Task to complete: Wherever the string "anyhow" occurs in a line of these records, report that line.
++++ Data for the task ++++
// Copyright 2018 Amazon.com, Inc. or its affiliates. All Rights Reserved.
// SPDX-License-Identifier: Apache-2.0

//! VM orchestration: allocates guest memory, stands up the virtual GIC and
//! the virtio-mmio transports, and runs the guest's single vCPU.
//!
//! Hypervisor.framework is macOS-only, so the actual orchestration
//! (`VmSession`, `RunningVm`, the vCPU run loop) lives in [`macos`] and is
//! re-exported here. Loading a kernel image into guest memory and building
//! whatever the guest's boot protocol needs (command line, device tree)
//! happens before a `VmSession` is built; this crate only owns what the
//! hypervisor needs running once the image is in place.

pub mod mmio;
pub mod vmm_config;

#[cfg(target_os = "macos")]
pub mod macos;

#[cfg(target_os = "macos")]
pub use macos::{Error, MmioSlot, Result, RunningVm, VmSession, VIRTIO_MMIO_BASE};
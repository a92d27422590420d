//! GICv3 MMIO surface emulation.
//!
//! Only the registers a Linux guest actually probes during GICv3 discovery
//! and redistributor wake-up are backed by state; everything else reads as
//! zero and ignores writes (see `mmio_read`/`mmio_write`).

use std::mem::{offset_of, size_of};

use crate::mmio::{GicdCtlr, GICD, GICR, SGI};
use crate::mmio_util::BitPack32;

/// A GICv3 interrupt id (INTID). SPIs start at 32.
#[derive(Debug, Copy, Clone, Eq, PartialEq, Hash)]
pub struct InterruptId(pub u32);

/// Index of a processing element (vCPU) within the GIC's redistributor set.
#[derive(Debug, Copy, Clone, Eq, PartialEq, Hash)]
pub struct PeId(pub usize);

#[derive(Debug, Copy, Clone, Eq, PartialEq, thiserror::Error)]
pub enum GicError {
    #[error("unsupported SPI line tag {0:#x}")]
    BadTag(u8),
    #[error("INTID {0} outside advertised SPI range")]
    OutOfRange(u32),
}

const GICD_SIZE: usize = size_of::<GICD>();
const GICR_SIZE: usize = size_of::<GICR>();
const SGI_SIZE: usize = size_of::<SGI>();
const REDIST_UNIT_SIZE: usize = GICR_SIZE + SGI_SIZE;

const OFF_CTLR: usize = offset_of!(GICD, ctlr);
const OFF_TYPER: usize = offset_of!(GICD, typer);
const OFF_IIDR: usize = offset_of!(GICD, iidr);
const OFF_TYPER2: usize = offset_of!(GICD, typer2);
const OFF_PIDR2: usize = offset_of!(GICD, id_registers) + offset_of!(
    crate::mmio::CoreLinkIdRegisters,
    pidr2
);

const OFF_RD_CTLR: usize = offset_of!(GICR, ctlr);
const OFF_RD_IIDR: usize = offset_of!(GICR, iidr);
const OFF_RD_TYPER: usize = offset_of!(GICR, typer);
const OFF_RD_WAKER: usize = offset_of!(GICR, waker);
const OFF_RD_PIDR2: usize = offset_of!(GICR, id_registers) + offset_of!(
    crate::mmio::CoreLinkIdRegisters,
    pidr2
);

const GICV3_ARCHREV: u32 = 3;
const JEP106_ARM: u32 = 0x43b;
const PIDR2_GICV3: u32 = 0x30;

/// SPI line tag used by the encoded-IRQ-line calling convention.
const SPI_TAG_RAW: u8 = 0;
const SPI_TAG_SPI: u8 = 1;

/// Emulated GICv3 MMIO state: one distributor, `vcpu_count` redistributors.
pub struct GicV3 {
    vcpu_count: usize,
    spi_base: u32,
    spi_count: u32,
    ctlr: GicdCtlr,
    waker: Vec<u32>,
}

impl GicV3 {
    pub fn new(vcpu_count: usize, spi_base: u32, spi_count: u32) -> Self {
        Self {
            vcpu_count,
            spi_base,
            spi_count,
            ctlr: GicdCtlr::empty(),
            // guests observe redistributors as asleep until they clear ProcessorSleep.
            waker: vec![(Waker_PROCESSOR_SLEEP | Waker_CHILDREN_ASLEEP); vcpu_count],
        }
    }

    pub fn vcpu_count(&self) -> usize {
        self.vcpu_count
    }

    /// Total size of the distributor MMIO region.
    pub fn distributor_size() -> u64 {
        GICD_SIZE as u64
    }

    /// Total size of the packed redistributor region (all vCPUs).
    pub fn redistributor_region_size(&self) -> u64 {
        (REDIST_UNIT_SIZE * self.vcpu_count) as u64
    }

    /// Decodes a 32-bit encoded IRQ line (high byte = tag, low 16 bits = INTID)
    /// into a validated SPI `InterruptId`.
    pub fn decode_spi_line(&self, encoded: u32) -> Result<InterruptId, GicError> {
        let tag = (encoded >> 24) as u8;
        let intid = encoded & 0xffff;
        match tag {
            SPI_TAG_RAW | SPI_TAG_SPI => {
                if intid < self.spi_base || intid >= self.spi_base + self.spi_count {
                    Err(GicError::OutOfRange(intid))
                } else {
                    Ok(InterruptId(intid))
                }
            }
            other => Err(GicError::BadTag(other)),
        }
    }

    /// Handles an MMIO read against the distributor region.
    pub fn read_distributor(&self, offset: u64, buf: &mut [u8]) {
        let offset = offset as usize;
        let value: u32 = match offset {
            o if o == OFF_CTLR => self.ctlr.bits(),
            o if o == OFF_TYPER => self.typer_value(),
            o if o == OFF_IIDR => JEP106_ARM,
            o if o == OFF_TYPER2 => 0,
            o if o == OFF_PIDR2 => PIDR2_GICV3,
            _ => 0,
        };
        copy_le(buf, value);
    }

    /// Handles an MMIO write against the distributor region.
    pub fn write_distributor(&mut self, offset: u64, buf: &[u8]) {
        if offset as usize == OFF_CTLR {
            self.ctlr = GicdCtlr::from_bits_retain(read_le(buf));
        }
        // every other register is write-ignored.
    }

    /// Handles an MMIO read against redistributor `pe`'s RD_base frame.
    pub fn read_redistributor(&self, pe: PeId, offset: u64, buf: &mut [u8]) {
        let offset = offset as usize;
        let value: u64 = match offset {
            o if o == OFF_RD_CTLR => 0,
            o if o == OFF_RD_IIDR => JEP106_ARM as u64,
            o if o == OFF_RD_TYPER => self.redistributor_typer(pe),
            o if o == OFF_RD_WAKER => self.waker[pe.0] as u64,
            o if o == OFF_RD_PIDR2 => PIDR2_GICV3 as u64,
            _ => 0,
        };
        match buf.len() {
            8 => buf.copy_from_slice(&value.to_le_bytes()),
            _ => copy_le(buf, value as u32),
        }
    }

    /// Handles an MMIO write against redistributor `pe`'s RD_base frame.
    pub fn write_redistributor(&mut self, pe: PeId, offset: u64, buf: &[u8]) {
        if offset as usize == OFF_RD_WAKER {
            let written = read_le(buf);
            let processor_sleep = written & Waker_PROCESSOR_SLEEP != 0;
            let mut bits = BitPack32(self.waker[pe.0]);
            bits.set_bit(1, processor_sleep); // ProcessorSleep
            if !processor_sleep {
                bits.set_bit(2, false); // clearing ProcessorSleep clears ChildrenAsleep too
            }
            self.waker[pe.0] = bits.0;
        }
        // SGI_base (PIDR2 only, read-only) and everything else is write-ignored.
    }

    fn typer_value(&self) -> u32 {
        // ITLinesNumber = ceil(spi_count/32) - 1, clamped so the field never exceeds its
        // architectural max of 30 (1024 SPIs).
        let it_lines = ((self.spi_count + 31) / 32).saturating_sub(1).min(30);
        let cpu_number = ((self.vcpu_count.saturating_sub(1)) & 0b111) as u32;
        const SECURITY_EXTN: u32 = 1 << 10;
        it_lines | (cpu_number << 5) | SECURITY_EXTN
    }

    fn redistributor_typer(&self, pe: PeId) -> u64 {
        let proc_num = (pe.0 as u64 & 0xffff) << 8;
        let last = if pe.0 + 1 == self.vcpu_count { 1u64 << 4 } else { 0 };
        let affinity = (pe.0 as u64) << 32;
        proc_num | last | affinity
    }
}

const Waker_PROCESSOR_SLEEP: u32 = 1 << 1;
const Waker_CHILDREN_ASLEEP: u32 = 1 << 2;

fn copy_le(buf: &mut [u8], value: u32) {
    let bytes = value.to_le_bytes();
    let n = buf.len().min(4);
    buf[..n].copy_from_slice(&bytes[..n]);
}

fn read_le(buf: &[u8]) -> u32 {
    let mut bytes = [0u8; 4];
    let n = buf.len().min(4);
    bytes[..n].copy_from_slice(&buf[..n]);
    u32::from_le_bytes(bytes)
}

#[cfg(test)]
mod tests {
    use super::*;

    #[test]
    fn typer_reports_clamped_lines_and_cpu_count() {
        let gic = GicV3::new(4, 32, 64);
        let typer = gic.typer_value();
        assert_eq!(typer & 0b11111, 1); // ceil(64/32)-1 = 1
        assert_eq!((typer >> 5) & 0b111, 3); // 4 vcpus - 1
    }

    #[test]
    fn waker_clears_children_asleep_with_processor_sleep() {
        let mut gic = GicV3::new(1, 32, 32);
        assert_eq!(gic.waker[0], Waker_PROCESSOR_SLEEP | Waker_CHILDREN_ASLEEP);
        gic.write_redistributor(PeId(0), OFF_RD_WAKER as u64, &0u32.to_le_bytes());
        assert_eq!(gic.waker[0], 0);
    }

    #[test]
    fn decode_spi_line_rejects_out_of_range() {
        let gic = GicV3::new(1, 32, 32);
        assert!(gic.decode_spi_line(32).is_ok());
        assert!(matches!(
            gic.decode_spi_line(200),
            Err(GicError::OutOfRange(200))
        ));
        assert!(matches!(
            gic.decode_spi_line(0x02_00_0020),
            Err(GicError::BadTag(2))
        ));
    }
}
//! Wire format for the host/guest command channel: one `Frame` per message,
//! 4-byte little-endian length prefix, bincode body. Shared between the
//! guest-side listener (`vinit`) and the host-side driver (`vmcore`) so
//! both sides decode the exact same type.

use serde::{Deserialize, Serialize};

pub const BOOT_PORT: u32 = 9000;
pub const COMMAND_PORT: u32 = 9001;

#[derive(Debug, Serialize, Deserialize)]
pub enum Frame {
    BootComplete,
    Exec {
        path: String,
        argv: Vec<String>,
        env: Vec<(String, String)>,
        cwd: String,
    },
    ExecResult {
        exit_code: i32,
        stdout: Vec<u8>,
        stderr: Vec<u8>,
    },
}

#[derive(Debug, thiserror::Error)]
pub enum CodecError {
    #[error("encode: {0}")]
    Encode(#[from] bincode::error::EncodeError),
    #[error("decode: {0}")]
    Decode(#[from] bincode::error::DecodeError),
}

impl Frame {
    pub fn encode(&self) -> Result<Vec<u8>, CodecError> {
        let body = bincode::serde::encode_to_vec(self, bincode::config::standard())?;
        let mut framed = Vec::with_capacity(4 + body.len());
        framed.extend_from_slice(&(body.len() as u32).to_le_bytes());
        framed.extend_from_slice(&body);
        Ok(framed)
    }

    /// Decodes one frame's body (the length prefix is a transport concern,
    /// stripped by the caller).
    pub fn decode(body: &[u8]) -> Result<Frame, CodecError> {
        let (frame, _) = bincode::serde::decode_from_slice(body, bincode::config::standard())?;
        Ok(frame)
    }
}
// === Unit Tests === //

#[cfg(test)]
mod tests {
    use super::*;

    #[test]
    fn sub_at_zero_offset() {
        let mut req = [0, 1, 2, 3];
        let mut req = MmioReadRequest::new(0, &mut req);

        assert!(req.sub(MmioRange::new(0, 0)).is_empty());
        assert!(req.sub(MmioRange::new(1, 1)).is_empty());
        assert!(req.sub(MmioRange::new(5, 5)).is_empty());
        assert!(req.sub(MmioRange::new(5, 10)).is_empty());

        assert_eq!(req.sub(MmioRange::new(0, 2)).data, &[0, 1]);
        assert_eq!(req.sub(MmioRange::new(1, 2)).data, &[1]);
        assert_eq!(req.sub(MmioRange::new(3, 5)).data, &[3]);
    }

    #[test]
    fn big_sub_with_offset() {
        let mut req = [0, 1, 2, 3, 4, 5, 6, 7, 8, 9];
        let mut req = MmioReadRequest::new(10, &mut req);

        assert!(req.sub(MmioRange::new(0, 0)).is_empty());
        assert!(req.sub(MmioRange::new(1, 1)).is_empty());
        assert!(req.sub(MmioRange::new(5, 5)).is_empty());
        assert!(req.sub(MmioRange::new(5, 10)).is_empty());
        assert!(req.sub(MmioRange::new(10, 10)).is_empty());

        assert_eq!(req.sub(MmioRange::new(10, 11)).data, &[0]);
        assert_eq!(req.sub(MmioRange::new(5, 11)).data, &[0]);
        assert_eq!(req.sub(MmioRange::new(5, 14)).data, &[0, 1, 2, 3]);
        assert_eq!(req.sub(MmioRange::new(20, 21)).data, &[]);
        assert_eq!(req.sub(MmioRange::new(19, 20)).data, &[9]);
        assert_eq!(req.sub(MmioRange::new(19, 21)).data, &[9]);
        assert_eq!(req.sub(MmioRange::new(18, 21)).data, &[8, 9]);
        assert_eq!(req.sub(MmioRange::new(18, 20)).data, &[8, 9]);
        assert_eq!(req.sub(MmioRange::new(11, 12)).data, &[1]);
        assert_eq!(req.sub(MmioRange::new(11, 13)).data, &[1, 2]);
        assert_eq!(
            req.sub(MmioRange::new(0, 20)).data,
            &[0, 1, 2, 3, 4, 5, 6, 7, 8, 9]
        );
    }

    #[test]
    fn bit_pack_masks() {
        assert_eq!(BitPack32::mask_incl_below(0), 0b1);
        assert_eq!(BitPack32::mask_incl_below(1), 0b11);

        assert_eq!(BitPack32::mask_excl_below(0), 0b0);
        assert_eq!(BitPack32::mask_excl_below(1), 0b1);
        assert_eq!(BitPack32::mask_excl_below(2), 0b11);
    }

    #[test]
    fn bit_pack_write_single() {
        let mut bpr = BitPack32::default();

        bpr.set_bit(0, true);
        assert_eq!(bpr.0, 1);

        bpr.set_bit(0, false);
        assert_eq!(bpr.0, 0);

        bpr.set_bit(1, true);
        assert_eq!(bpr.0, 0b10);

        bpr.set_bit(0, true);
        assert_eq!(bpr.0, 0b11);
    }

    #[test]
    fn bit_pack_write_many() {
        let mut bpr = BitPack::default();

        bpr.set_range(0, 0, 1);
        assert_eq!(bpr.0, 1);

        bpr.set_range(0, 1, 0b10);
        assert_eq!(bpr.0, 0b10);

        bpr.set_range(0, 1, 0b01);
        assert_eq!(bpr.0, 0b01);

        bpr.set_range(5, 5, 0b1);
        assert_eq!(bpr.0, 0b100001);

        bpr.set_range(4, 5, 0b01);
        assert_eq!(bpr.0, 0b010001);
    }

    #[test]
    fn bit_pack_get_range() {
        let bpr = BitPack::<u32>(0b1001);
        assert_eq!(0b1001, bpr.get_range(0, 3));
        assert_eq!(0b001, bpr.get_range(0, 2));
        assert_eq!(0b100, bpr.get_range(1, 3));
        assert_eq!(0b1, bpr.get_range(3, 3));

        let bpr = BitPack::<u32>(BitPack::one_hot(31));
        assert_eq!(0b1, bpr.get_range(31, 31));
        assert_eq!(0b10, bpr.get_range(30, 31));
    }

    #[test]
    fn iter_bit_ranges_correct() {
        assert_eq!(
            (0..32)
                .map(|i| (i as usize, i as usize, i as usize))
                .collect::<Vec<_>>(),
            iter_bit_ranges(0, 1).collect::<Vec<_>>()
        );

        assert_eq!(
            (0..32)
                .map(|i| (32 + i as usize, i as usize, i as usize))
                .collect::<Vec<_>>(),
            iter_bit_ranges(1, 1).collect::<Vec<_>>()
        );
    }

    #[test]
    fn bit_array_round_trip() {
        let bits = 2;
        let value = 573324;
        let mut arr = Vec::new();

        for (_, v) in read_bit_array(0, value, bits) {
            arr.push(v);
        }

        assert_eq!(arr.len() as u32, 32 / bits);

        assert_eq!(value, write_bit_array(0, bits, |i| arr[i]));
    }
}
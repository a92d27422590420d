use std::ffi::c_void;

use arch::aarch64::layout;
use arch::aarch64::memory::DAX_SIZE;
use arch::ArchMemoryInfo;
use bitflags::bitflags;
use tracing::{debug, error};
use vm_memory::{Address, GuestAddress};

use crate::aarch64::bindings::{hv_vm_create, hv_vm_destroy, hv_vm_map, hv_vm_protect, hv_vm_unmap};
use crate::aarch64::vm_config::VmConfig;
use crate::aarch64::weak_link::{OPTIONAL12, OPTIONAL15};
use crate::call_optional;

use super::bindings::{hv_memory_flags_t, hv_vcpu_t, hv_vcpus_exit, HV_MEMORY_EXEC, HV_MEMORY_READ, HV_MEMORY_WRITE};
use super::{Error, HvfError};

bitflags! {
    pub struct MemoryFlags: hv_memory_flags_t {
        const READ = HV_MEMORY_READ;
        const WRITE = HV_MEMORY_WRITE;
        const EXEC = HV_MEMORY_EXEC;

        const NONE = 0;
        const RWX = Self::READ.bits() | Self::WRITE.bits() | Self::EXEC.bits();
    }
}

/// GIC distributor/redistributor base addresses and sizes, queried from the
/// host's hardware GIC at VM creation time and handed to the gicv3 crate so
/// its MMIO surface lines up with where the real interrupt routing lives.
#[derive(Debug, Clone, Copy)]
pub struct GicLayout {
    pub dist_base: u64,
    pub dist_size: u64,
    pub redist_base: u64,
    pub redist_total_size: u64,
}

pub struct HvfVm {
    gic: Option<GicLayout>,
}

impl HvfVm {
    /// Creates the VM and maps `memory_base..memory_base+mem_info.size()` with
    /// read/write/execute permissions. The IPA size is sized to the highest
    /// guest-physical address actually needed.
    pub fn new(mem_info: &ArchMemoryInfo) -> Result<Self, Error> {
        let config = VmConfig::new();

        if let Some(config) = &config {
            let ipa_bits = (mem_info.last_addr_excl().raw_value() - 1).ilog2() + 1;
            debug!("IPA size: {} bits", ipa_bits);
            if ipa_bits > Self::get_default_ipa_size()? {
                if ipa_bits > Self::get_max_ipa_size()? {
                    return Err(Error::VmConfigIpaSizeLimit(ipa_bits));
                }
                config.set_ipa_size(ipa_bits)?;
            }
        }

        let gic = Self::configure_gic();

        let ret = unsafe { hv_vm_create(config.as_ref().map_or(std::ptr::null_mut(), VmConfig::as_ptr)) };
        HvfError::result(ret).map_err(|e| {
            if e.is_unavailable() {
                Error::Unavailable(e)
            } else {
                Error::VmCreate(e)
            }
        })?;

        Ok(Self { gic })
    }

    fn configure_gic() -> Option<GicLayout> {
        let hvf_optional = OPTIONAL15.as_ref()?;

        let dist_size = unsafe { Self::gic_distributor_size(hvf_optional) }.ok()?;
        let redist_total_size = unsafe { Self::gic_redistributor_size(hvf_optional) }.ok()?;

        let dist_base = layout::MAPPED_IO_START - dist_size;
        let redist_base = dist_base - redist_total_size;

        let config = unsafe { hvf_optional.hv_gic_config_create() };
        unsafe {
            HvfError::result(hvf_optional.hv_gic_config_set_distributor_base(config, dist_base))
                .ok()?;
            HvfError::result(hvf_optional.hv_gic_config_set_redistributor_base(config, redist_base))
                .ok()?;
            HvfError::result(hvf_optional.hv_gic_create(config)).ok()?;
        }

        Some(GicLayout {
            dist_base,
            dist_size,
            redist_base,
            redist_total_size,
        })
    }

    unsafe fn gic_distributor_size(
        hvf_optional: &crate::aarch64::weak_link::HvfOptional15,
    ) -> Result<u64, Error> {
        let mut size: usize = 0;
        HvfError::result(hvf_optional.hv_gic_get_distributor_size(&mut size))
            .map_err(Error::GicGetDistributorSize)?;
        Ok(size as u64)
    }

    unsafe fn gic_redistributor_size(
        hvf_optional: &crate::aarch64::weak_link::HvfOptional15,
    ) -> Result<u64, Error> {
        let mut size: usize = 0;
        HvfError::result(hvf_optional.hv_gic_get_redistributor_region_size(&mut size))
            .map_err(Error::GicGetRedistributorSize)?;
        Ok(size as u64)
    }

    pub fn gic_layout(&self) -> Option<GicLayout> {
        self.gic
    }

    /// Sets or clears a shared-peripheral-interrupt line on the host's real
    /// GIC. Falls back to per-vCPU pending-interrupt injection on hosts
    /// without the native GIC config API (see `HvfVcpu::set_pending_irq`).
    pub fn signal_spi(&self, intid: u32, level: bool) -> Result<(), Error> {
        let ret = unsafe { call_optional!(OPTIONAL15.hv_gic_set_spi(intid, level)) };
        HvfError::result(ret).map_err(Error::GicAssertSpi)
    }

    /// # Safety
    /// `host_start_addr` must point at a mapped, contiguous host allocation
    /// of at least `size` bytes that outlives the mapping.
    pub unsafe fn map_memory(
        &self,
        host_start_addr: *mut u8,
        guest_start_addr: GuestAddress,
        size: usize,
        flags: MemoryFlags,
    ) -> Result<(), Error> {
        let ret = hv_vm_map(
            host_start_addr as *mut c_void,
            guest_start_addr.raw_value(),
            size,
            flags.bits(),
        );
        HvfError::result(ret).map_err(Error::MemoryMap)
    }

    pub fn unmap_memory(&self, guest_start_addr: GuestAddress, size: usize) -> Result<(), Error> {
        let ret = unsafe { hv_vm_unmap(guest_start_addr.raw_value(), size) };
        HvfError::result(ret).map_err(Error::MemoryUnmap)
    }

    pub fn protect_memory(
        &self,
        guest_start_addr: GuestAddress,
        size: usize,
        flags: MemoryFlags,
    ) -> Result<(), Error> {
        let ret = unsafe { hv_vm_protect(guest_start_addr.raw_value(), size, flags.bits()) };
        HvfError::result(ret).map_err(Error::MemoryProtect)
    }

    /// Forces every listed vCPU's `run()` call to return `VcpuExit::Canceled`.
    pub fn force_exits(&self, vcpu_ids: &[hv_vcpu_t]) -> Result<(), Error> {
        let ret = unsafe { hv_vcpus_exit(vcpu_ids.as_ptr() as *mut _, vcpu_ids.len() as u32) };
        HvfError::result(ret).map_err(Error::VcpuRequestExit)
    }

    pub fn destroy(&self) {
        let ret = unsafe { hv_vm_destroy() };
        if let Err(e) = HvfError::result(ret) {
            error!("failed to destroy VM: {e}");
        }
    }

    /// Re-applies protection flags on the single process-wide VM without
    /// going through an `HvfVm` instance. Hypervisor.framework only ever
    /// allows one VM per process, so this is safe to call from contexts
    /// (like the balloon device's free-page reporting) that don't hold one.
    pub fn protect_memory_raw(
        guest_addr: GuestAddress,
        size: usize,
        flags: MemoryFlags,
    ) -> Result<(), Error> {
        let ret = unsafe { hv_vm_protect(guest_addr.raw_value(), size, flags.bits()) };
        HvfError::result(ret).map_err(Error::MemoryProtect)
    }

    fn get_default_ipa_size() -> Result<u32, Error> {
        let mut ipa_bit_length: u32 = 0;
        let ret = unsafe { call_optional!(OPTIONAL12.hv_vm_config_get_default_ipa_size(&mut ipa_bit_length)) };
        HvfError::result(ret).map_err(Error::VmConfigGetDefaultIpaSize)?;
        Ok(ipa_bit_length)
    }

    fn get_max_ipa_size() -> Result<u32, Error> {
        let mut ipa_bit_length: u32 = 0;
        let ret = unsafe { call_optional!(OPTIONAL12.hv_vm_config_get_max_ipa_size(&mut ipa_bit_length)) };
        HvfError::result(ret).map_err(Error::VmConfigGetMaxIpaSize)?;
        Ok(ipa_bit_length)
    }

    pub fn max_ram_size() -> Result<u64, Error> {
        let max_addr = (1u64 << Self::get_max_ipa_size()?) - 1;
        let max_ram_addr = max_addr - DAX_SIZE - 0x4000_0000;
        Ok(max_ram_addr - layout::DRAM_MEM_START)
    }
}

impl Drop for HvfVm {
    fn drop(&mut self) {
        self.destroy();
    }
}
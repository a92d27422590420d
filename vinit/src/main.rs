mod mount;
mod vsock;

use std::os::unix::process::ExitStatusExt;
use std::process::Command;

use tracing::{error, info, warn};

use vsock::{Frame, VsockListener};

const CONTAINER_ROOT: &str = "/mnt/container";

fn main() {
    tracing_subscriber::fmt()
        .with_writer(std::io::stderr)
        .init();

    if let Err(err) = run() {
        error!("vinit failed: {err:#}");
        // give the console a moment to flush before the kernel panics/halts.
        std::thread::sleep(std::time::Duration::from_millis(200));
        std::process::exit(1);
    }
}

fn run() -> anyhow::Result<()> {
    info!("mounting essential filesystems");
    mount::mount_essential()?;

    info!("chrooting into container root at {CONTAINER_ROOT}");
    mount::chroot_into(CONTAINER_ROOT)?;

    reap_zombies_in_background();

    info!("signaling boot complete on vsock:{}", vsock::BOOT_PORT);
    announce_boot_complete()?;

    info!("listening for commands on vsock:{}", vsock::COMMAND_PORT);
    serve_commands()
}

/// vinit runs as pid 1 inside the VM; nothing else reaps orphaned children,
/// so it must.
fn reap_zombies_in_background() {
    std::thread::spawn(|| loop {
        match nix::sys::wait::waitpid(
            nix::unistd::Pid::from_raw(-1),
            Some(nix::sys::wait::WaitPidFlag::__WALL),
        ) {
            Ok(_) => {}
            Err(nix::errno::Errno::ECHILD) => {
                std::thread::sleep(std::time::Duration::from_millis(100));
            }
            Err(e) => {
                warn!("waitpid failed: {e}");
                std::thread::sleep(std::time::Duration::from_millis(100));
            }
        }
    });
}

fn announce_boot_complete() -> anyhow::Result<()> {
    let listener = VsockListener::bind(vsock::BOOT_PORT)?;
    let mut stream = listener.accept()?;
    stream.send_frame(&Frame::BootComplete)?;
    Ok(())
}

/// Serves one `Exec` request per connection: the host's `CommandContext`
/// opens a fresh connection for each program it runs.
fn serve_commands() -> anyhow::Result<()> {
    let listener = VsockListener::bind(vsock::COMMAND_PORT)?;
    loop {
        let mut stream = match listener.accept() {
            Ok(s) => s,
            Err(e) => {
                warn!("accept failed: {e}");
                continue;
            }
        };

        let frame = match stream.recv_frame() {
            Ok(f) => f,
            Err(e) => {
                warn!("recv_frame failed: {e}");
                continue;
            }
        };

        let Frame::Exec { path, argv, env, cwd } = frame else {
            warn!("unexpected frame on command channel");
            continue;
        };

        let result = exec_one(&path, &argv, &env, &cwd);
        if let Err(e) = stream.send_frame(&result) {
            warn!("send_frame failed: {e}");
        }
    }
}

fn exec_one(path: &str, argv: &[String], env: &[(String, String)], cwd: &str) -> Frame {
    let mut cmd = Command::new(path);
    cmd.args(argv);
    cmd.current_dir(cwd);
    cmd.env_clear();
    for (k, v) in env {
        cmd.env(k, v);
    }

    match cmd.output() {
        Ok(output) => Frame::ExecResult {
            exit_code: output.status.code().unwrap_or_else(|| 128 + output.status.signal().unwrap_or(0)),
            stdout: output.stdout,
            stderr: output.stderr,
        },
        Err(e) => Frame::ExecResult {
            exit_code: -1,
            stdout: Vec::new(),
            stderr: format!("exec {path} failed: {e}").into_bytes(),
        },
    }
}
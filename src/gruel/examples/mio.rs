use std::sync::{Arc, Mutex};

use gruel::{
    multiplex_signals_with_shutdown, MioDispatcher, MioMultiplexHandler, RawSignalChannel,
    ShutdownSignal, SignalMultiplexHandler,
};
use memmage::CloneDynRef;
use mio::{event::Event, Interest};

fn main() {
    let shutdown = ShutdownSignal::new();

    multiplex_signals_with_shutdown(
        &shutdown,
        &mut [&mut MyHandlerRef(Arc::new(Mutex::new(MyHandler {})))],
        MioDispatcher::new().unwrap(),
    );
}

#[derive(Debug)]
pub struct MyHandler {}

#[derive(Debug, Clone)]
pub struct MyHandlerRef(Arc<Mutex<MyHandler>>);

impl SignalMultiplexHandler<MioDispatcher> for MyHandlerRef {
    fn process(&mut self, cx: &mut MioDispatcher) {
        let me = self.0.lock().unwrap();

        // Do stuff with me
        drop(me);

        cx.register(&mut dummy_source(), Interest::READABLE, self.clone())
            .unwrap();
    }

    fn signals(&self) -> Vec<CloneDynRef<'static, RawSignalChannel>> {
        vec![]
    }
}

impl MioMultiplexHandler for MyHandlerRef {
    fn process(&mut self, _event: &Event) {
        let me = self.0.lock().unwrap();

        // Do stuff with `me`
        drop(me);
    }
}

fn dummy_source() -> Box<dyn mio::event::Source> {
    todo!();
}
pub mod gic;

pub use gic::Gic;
++++
Expected answer:
fn run() -> anyhow::Result<()> {
fn announce_boot_complete() -> anyhow::Result<()> {
fn serve_commands() -> anyhow::Result<()> {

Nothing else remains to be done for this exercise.